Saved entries
----

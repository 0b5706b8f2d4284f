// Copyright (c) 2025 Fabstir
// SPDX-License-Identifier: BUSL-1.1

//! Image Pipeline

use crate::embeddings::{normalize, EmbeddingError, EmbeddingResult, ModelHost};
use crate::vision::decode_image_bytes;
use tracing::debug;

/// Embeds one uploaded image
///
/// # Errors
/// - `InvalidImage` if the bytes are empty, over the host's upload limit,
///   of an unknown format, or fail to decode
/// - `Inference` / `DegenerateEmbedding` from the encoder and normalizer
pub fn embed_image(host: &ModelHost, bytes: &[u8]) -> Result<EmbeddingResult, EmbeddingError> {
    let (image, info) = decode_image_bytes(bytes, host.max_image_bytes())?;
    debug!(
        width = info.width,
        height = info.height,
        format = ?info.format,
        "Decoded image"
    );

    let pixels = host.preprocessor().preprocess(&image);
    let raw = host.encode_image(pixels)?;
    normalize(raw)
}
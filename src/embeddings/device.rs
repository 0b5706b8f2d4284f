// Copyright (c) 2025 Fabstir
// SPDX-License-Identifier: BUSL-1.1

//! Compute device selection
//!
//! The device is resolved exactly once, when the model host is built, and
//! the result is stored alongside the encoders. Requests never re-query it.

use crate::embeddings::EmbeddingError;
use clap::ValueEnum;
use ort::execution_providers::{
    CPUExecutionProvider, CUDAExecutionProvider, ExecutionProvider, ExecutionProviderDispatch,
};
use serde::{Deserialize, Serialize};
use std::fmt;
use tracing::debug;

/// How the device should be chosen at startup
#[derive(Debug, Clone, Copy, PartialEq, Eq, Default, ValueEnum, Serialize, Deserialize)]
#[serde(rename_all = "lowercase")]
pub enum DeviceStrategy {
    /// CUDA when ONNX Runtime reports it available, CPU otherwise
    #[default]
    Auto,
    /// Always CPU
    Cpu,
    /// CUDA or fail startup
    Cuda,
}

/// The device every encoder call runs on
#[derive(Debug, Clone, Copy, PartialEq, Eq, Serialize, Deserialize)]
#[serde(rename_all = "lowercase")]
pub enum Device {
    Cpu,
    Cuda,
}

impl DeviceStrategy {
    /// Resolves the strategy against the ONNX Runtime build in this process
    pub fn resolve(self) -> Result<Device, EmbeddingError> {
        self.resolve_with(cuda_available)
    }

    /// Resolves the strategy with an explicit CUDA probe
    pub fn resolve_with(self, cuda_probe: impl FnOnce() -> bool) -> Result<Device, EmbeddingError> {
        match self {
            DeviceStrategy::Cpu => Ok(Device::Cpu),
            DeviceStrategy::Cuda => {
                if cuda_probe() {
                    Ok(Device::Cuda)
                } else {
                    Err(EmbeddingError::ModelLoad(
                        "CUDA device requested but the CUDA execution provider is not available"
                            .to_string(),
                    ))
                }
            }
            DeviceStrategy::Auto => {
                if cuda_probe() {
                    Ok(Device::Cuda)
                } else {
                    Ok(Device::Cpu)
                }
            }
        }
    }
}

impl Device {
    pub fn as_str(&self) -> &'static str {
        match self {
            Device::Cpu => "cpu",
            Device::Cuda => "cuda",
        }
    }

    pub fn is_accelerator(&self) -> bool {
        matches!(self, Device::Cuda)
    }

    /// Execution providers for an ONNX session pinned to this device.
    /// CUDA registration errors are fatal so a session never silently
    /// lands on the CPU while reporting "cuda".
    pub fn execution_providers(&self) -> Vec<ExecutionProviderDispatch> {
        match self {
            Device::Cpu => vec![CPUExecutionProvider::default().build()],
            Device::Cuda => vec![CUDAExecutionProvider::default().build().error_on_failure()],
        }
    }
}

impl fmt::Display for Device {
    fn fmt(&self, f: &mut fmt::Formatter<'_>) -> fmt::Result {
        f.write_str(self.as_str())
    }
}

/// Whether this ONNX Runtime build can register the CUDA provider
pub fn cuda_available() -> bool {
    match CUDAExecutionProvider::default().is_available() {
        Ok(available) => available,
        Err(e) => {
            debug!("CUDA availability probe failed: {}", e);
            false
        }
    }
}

----

• Your objective: Take the entries and copy them out exactly.

• Solved problem:
repository 0b5706b8f2d4284f
// Copyright (c) 2025 Fabstir
// SPDX-License-Identifier: BUSL-1.1

//! Image Pipeline

use crate::embeddings::{normalize, EmbeddingError, EmbeddingResult, ModelHost};
use crate::vision::decode_image_bytes;
use tracing::debug;

/// Embeds one uploaded image
///
/// # Errors
/// - `InvalidImage` if the bytes are empty, over the host's upload limit,
///   of an unknown format, or fail to decode
/// - `Inference` / `DegenerateEmbedding` from the encoder and normalizer
pub fn embed_image(host: &ModelHost, bytes: &[u8]) -> Result<EmbeddingResult, EmbeddingError> {
    let (image, info) = decode_image_bytes(bytes, host.max_image_bytes())?;
    debug!(
        width = info.width,
        height = info.height,
        format = ?info.format,
        "Decoded image"
    );

    let pixels = host.preprocessor().preprocess(&image);
    let raw = host.encode_image(pixels)?;
    normalize(raw)
}
filename src/embeddings/device.rs
repository 0b5706b8f2d4284f
// Copyright (c) 2025 Fabstir
// SPDX-License-Identifier: BUSL-1.1

//! Compute device selection
//!
//! The device is resolved exactly once, when the model host is built, and
//! the result is stored alongside the encoders. Requests never re-query it.

use crate::embeddings::EmbeddingError;
use clap::ValueEnum;
use ort::execution_providers::{
    CPUExecutionProvider, CUDAExecutionProvider, ExecutionProvider, ExecutionProviderDispatch,
};
use serde::{Deserialize, Serialize};
use std::fmt;
use tracing::debug;

/// How the device should be chosen at startup
#[derive(Debug, Clone, Copy, PartialEq, Eq, Default, ValueEnum, Serialize, Deserialize)]
#[serde(rename_all = "lowercase")]
pub enum DeviceStrategy {
    /// CUDA when ONNX Runtime reports it available, CPU otherwise
    #[default]
    Auto,
    /// Always CPU
    Cpu,
    /// CUDA or fail startup
    Cuda,
}

/// The device every encoder call runs on
#[derive(Debug, Clone, Copy, PartialEq, Eq, Serialize, Deserialize)]
#[serde(rename_all = "lowercase")]
pub enum Device {
    Cpu,
    Cuda,
}

impl DeviceStrategy {
    /// Resolves the strategy against the ONNX Runtime build in this process
    pub fn resolve(self) -> Result<Device, EmbeddingError> {
        self.resolve_with(cuda_available)
    }

    /// Resolves the strategy with an explicit CUDA probe
    pub fn resolve_with(self, cuda_probe: impl FnOnce() -> bool) -> Result<Device, EmbeddingError> {
        match self {
            DeviceStrategy::Cpu => Ok(Device::Cpu),
            DeviceStrategy::Cuda => {
                if cuda_probe() {
                    Ok(Device::Cuda)
                } else {
                    Err(EmbeddingError::ModelLoad(
                        "CUDA device requested but the CUDA execution provider is not available"
                            .to_string(),
                    ))
                }
            }
            DeviceStrategy::Auto => {
                if cuda_probe() {
                    Ok(Device::Cuda)
                } else {
                    Ok(Device::Cpu)
                }
            }
        }
    }
}

impl Device {
    pub fn as_str(&self) -> &'static str {
        match self {
            Device::Cpu => "cpu",
            Device::Cuda => "cuda",
        }
    }

    pub fn is_accelerator(&self) -> bool {
        matches!(self, Device::Cuda)
    }

    /// Execution providers for an ONNX session pinned to this device.
    /// CUDA registration errors are fatal so a session never silently
    /// lands on the CPU while reporting "cuda".
    pub fn execution_providers(&self) -> Vec<ExecutionProviderDispatch> {
        match self {
            Device::Cpu => vec![CPUExecutionProvider::default().build()],
            Device::Cuda => vec![CUDAExecutionProvider::default().build().error_on_failure()],
        }
    }
}

impl fmt::Display for Device {
    fn fmt(&self, f: &mut fmt::Formatter<'_>) -> fmt::Result {
        f.write_str(self.as_str())
    }
}

/// Whether this ONNX Runtime build can register the CUDA provider
pub fn cuda_available() -> bool {
    match CUDAExecutionProvider::default().is_available() {
        Ok(available) => available,
        Err(e) => {
            debug!("CUDA availability probe failed: {}", e);
            false
        }
    }
}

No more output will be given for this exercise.